1970-01-01

(2026-04) Cryptanalysis of Hecke-KE; A Linear-Algebra Attack via Hecke Eigenbasis Decomposition

[[Xiyao Chen]]

2026-04-19

Abstract

We give a passive attack on the Hecke-KE key-exchange scheme. The scheme proposes using products of Hecke operators on $S_k(\Gamma_0(N))$ as a one-way function. We show that the Hecke algebra acting on any fixed $S_k(\Gamma_0(N))$ is simultaneously diagonalizable over an explicit number field computable from the public parameters alone, and that this diagonalization reduces shared-key recovery to $d$ scalar divisions over that number field, where $d=\dim S_k(\Gamma_0(N))$ . Our main theorem shows that enlarging $d$ does not rescue the scheme.
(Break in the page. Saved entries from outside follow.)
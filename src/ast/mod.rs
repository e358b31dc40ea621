//! Typed parse tree for tax specifications.
//!
//! The lexer/parser lives outside this crate; it produces this tree and the
//! engine only consumes it. Every node kind is a tagged enum matched
//! exhaustively downstream, so a grammar extension fails to compile instead of
//! silently evaluating to zero.

use std::rc::Rc;

/// A whole specification document: one block per country.
#[derive(Debug, Clone, PartialEq)]
pub struct Program {
    pub countries: Vec<CountryBlock>,
}

/// `Name (currency-metadata)? { componentDef* }`
#[derive(Debug, Clone, PartialEq)]
pub struct CountryBlock {
    pub name: String,
    pub currency: Option<CurrencyDecl>,
    pub components: Vec<ComponentDef>,
}

/// Currency metadata clause, pre-tokenized by the parser.
///
/// Two declaration grammars exist: `CUR (= rate * BASE)?` and
/// `amount CUR = BASE`. The reverse form is inverted on load.
#[derive(Debug, Clone, PartialEq)]
pub enum CurrencyDecl {
    /// `(CUR)` — currency named, rate resolved from the external table.
    Bare(String),
    /// `(CUR = 0.60 * EUR)`
    Direct { code: String, rate: f64, base: String },
    /// `(11.25 CUR = EUR)`
    Reverse { amount: f64, code: String, base: String },
}

/// `name (: kind)? = { body }`
#[derive(Debug, Clone, PartialEq)]
pub struct ComponentDef {
    pub name: String,
    /// Defaults to `_` (internal helper) when absent.
    pub kind: Option<String>,
    pub wrapper: Wrapper,
    pub body: ComponentBody,
}

/// Wrapper semantics of a component body.
#[derive(Debug, Clone, Copy, PartialEq, Eq)]
pub enum Wrapper {
    /// `{ ... }` — the final expression is the total tax at income `x`;
    /// marginal rate is its derivative.
    Total,
    /// A literal total/flow with zero marginal contribution.
    Literal,
}

#[derive(Debug, Clone, PartialEq)]
pub enum ComponentBody {
    Number(f64),
    Expr(Rc<Expr>),
    Block(Rc<Block>),
}

/// Statements followed by the result expression.
#[derive(Debug, Clone, PartialEq)]
pub struct Block {
    pub stmts: Vec<Stmt>,
    pub result: Expr,
}

/// `name = expr;` — a block-local binding, shadowing outer scope.
#[derive(Debug, Clone, PartialEq)]
pub struct Stmt {
    pub name: String,
    pub value: Expr,
}

/// A component reference path: `Name`, `Kind.Name`, `Country.Name`, or
/// `Country.Kind.Name` (one to three segments).
#[derive(Debug, Clone, PartialEq)]
pub struct RefPath(pub Vec<String>);

impl RefPath {
    pub fn joined(&self) -> String {
        self.0.join(".")
    }
}

#[derive(Debug, Clone, Copy, PartialEq, Eq)]
pub enum BinOp {
    Add,
    Sub,
    Mul,
    Div,
    Pow,
}

#[derive(Debug, Clone, Copy, PartialEq, Eq)]
pub enum CmpOp {
    Lt,
    Le,
    Gt,
    Ge,
    Eq,
    Ne,
}

/// Fixed numeric primitives of the DSL.
#[derive(Debug, Clone, Copy, PartialEq, Eq)]
pub enum Func {
    Min,
    Max,
    Abs,
    Pow,
    Sqrt,
    Log,
    Exp,
    Floor,
    Ceil,
    Round,
    Sum,
    If,
    Pos,
}

/// A band `[lower..upper]: rate;` inside `brackets`/`bracketsTaxable`.
#[derive(Debug, Clone, PartialEq)]
pub struct RangeArm {
    pub lower: Bound,
    pub upper: Bound,
    pub rate: Expr,
}

#[derive(Debug, Clone, PartialEq)]
pub enum Bound {
    Finite(Expr),
    /// `inf` — an open-ended top band.
    Unbounded,
}

/// `cond: value;` inside `piece { ... }`.
#[derive(Debug, Clone, PartialEq)]
pub struct PieceArm {
    pub condition: Expr,
    pub value: Expr,
}

#[derive(Debug, Clone, PartialEq)]
pub enum Expr {
    Number(f64),
    Infinity,
    Bool(bool),
    Str(String),
    Ident(String),
    Neg(Box<Expr>),
    Binary {
        op: BinOp,
        lhs: Box<Expr>,
        rhs: Box<Expr>,
    },
    Compare {
        op: CmpOp,
        lhs: Box<Expr>,
        rhs: Box<Expr>,
    },
    And(Vec<Expr>),
    Or(Vec<Expr>),
    Not(Box<Expr>),
    /// `T(path)` — total tax of another component at the current income.
    Ref(RefPath),
    /// `eval(path, incomeExpr)` — another component's total at an explicit income.
    Eval {
        target: RefPath,
        income: Box<Expr>,
    },
    /// `fix(init, update)` — single-variable fixed point, binding `k` in `update`.
    Fix {
        init: Box<Expr>,
        update: Box<Expr>,
    },
    Call {
        func: Func,
        args: Vec<Expr>,
    },
    /// First-match conditional; `default` covers the optional `else:` arm.
    Piece {
        arms: Vec<PieceArm>,
        default: Option<Box<Expr>>,
    },
    /// Total-tax integral of a banded rate function from 0 to the selector.
    Brackets {
        selector: Box<Expr>,
        arms: Vec<RangeArm>,
    },
    /// Brackets over income reduced by an allowance capped at `allowance_base`,
    /// with each band boundary reduced by the allowance at that gross income.
    BracketsTaxable {
        income: Box<Expr>,
        allowance: Box<Expr>,
        allowance_base: Box<Expr>,
        arms: Vec<RangeArm>,
    },
}

impl Expr {
    pub fn number(value: f64) -> Expr {
        Expr::Number(value)
    }

    pub fn ident(name: &str) -> Expr {
        Expr::Ident(name.to_string())
    }

    pub fn binary(op: BinOp, lhs: Expr, rhs: Expr) -> Expr {
        Expr::Binary {
            op,
            lhs: Box::new(lhs),
            rhs: Box::new(rhs),
        }
    }

    pub fn compare(op: CmpOp, lhs: Expr, rhs: Expr) -> Expr {
        Expr::Compare {
            op,
            lhs: Box::new(lhs),
            rhs: Box::new(rhs),
        }
    }

    pub fn reference(path: &[&str]) -> Expr {
        Expr::Ref(RefPath(path.iter().map(|s| s.to_string()).collect()))
    }

    pub fn call(func: Func, args: Vec<Expr>) -> Expr {
        Expr::Call { func, args }
    }
}

impl RangeArm {
    /// Literal-bound arm, the common case in authored schedules.
    pub fn literal(lower: f64, upper: Option<f64>, rate: Expr) -> RangeArm {
        RangeArm {
            lower: Bound::Finite(Expr::Number(lower)),
            upper: match upper {
                Some(v) => Bound::Finite(Expr::Number(v)),
                None => Bound::Unbounded,
            },
            rate,
        }
    }
}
The precomputation is a one-time public computation (eigenbasis of $S_k(\Gamma_0(N))$ , costing $\widetilde{O}(B\cdot d^3)$ rational operations, where $B=O(N)$ is the Sturm bound); the per-session attack cost is then $O(d^2)$ field operations, entirely independent of the pool size $r$ and the number of Hecke factors $s$ . We verify the attack in SageMath 10.7 against all parameter sets from the paper; in every case the recovered key satisfies $K'=K$ . Furthermore, we prove that the attack runs in time polynomial in $d=\dim S_k(\Gamma_0(N))$ for every level $N$ (prime or composite) and every weight $k$ , while the honest protocol's public-key size is $\Omega(d)$ rationals. Consequently there is no choice of $(N,k)$ for which Hecke-KE is secure and implementable: the scheme is unfixable within its design framework.